In Mark 5, we learn about two wonderful Israelite women. At about the same time that the woman with the issue of blood began to bleed, Jairus and his wife became the parents of a baby girl. During the next several years, the little girl grew and the hemorrhaging woman grew worse. Their lives and needs converged on a narrow street in Capernaum twelve years later (see Mark 5:25,42) to teach us about hope and the love of the Savior.

The Woman With the Issue Of Blood

We first meet the woman with the issue of blood when Jesus returns to Capernaum by boat from the land of the Gergesenes. Immediately upon his arrival, “much people gathered unto him” while He was still “nigh unto the sea” (Mark 5:21, 22).

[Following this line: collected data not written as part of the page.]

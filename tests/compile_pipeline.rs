//! End-to-end tests: annotated WAV files through the compiler into a
//! dataset, then a shuffle over the compiled rows.

use std::fs;
use std::path::Path;

use polyphony_features::compiler::{discover_labeled, discover_noise, FILE_LIST};
use polyphony_features::storage::{shuffle, ShuffleOptions};
use polyphony_features::testing::scores::write_decay_table;
use polyphony_features::testing::signals::{mix, sine, white_noise, write_wav};
use polyphony_features::{
    CompileError, CompileOptions, Configuration, FeatureCompiler, FeatureDatabase, TableName,
};

fn config() -> Configuration {
    Configuration {
        window_size: 2048,
        step_size: 512,
        ..Configuration::default()
    }
}

/// Two chords and a noise file
fn write_corpus(root: &Path, config: &Configuration) {
    let fs_hz = config.sampling_frequency;
    let rate = fs_hz as u32;
    fs::create_dir_all(root.join("takes/chords")).unwrap();
    fs::create_dir_all(root.join("noise")).unwrap();

    let c_major = mix(&[
        sine(22_050, fs_hz, 261.63, 0.3),
        sine(22_050, fs_hz, 329.63, 0.3),
        sine(22_050, fs_hz, 392.00, 0.3),
    ]);
    write_wav(&root.join("takes/chords/c_major.wav"), &c_major, rate).unwrap();
    fs::write(
        root.join("takes/chords/c_major.csv"),
        "60,0,20000,90\n64,0,20000,90\n67,0,20000,90\n",
    )
    .unwrap();

    let a_minor = mix(&[
        sine(16_384, fs_hz, 220.00, 0.3),
        sine(16_384, fs_hz, 261.63, 0.3),
        sine(16_384, fs_hz, 329.63, 0.3),
    ]);
    write_wav(&root.join("takes/a_minor.wav"), &a_minor, rate).unwrap();
    fs::write(
        root.join("takes/a_minor.csv"),
        "57,1024,12000\n60,1024,12000\n64,1024,12000\n",
    )
    .unwrap();

    write_wav(&root.join("noise/room.wav"), &white_noise(12_288, 5), rate).unwrap();
    write_decay_table(&root.join("decay.json"), config.representable_note_range).unwrap();
}

fn compile(root: &Path, config: &Configuration, chunk_rows: usize) -> FeatureDatabase {
    let mut inputs = discover_labeled(&root.join("takes")).unwrap();
    inputs.extend(discover_noise(&root.join("noise")).unwrap());

    let options = CompileOptions {
        decay_table: Some(root.join("decay.json")),
        jobs: 2,
        chunk_rows,
        ..CompileOptions::new(root.join("dataset"))
    };
    let compiler = FeatureCompiler::new(config.clone(), options).unwrap();
    let summary = compiler.compile(&inputs).unwrap();
    assert_eq!(summary.files, 3);

    FeatureDatabase::open(&root.join("dataset")).unwrap()
}

#[test]
fn test_compiled_labels_follow_annotations() {
    let dir = tempfile::tempdir().unwrap();
    let config = config();
    write_corpus(dir.path(), &config);
    let db = compile(dir.path(), &config, 8);

    // a_minor: 28 windows, chords/c_major: 39 windows, room: 20 windows
    assert_eq!(db.window_count(), 28 + 39 + 20);
    assert_eq!(db.event_count(), 6);

    let note_count = config.note_count();
    let notes = db
        .read_rows::<f32>(TableName::LabelsNotes, 0, db.window_count())
        .unwrap();
    let polyphony = db
        .read_rows::<f32>(TableName::LabelsPolyphony, 0, db.window_count())
        .unwrap();

    let column = |note: i32| (note - config.representable_note_range.start) as usize;
    let active = |row: usize, note: i32| notes[row * note_count + column(note)] > 0.0;

    // Middle of the a minor take
    assert!(active(10, 57) && active(10, 60) && active(10, 64));
    assert!(!active(10, 67));
    assert_eq!(polyphony[10], 3.0);

    // Middle of the c major take
    let c_row = 28 + 15;
    assert!(active(c_row, 60) && active(c_row, 64) && active(c_row, 67));
    assert!(!active(c_row, 57));

    // Noise rows are blank
    for row in 67..87 {
        assert_eq!(polyphony[row], 0.0);
        assert!(notes[row * note_count..(row + 1) * note_count]
            .iter()
            .all(|&v| v == 0.0));
    }

    let spectrum = db
        .read_rows::<f32>(TableName::FeaturesSpectrum, 0, db.window_count())
        .unwrap();
    assert!(spectrum.iter().all(|v| v.is_finite() && *v >= 0.0));
}

#[test]
fn test_file_list_matches_dataset() {
    let dir = tempfile::tempdir().unwrap();
    let config = config();
    write_corpus(dir.path(), &config);
    let db = compile(dir.path(), &config, 8);

    let list = fs::read_to_string(dir.path().join("dataset").join(FILE_LIST)).unwrap();
    let total: usize = list
        .lines()
        .map(|line| line.rsplit('\t').next().unwrap().parse::<usize>().unwrap())
        .sum();
    assert_eq!(total, db.window_count());
    assert!(list.lines().next().unwrap().contains("a_minor.wav"));
}

/// Every window row as raw bits across label and feature columns, sorted
fn row_keys(db: &FeatureDatabase) -> Vec<Vec<u32>> {
    let rows = db.window_count();
    let columns: Vec<(Vec<f32>, usize)> = TableName::LABELS
        .into_iter()
        .chain(TableName::FEATURES)
        .map(|name| {
            let width = db.table(name).row_len();
            (db.read_rows::<f32>(name, 0, rows).unwrap(), width)
        })
        .collect();

    let mut keys: Vec<Vec<u32>> = (0..rows)
        .map(|row| {
            columns
                .iter()
                .flat_map(|(values, width)| values[row * width..(row + 1) * width].iter())
                .map(|v| v.to_bits())
                .collect()
        })
        .collect();
    keys.sort();
    keys
}

#[test]
fn test_shuffle_keeps_rows_together() {
    let dir = tempfile::tempdir().unwrap();
    let config = config();
    write_corpus(dir.path(), &config);
    let mut db = compile(dir.path(), &config, 8);

    let rows = db.window_count();
    let before_keys = row_keys(&db);
    let before_spectrum = db
        .read_rows::<f32>(TableName::FeaturesSpectrum, 0, rows)
        .unwrap();

    let options = ShuffleOptions {
        chunk_rows: 8,
        passes: 3,
        seed: Some(2024),
    };
    let stats = shuffle(&mut db, &options, |_| {}).unwrap();
    assert_eq!(stats.iterations, 3 * rows / 8);

    // Same rows, each still whole across every column, in a new order
    assert_eq!(row_keys(&db), before_keys);
    let after_spectrum = db
        .read_rows::<f32>(TableName::FeaturesSpectrum, 0, rows)
        .unwrap();
    assert_ne!(after_spectrum, before_spectrum);

    // Events are untouched
    assert_eq!(db.event_count(), 6);
    assert_eq!(
        db.read_rows::<i64>(TableName::EventsNote, 0, 6).unwrap(),
        vec![57, 60, 64, 60, 64, 67]
    );
}

#[test]
fn test_bad_annotation_names_file_and_line() {
    let dir = tempfile::tempdir().unwrap();
    let config = config();
    write_corpus(dir.path(), &config);
    fs::write(
        dir.path().join("takes/a_minor.csv"),
        "57,1024,12000\n60,abc,12000\n",
    )
    .unwrap();

    let inputs = discover_labeled(&dir.path().join("takes")).unwrap();
    let options = CompileOptions {
        decay_table: Some(dir.path().join("decay.json")),
        jobs: 1,
        ..CompileOptions::new(dir.path().join("dataset"))
    };
    let err = FeatureCompiler::new(config, options)
        .unwrap()
        .compile(&inputs)
        .unwrap_err();
    match err {
        CompileError::MalformedEvents { path, line, .. } => {
            assert!(path.ends_with("a_minor.csv"));
            assert_eq!(line, 2);
        }
        other => panic!("unexpected error: {other}"),
    }
}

As He walked those narrow Capernaum streets, the people surrounded Him and thronged Him and pressed Him (see Luke 8:45). One of those people was this woman who had been afflicted with an awful malady for twelve years.

Leviticus 15:19 instructed the congregation of Israel that a woman with a normal condition of menstruation was to be considered unclean and separated from the camp of Israel for seven days. If the issue of blood continued beyond the normal time, “all the days of her issue shall be as the days of her separation.” (Lev. 15:25)

During that time, anyone who touched her was to be considered unclean for a day (Lev. 19:19), and touching the place where she slept or sat would result in the same restriction (Leviticus 15:25-30).

Such descriptions tell us something about the life of this woman. As a faithful Israelite and follower of the Law of Moses, she must have been in physical isolation, without the comfort of a single touch, for one hundred and forty-four months: more than four thousand, three hundred and eighty days.

She had tried to find relief. In Mark 5:26 we are told that she “had suffered many things of many physicians.” Her longing to be cured and to return to a normal life had driven her from doctor to doctor until she “had spent all that she had.”

And the conclusion? “She was nothing bettered, but rather grew worse.”

She Could Not Ask Him to Touch Her

This story must speak our hearts. How often in the midst of our own continuing trials do we drift from one useless solution to another, suffering pain and stress until we are driven to the Hope of the hopeless, as was the woman in Mark.                      

For she had heard of Jesus, the ultimate physician of both soul and body. She believed what we must all come to believe: whatever Jesus lays his hands upon, whatever He touches, will live.

But how was she to approach Him? The ten Lepers “lifted up their voices” (Luke 17:13, emphasis added). Another leper came “beseeching him . . .” (Mark 1:41, emphasis added). Even the diseased of Gennesaret besought him” before they touched “the hem of his garment” (Matthew 14:34-36 emphasis added).

But this woman spoke not a word. Twelve years as a social outcast must have left scars like canyons.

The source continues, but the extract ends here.